**Activity**
Wherever the string "GeocodeCandidate" shows up in the records below, return that line.

**Records for the task**
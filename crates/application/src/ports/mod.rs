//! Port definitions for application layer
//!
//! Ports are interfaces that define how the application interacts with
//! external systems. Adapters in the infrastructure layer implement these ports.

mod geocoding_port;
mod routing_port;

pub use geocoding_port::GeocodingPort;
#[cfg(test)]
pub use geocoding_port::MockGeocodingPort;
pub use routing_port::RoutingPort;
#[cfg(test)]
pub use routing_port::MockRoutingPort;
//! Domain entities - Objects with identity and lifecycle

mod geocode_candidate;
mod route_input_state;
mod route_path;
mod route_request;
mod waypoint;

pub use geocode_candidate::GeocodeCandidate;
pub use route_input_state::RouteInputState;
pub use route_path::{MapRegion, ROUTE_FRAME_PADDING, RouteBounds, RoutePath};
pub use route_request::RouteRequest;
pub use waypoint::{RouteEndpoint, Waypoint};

--

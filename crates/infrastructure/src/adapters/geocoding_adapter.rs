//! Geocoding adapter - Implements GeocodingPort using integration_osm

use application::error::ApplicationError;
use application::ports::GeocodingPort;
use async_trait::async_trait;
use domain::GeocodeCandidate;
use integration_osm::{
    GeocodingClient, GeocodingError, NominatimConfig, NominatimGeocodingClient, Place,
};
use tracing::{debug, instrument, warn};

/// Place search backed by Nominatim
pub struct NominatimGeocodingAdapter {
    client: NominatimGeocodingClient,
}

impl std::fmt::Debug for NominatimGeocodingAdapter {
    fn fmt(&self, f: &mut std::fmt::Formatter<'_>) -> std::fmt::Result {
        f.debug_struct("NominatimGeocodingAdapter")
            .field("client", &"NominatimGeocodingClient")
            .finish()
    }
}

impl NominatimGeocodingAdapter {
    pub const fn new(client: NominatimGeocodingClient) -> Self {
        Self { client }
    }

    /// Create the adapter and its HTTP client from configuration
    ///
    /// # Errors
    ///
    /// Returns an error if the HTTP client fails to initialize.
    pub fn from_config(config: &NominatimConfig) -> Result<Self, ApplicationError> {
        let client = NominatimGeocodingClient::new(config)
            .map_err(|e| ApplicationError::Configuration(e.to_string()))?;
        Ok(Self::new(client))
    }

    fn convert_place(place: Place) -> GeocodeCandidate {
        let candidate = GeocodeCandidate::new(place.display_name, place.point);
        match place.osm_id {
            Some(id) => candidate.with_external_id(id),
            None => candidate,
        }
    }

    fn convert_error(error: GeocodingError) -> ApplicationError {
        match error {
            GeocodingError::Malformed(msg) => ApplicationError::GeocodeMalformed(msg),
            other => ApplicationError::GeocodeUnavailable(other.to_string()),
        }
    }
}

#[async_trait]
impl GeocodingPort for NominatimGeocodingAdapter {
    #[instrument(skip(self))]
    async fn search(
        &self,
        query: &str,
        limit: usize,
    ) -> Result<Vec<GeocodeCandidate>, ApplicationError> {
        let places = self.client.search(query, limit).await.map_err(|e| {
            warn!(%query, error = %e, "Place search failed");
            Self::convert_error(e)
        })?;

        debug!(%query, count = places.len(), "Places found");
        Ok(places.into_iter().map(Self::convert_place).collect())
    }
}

**Solved exercise**
pub use geocode_candidate::GeocodeCandidate;
use domain::GeocodeCandidate;
    fn convert_place(place: Place) -> GeocodeCandidate {
        let candidate = GeocodeCandidate::new(place.display_name, place.point);
    ) -> Result<Vec<GeocodeCandidate>, ApplicationError> {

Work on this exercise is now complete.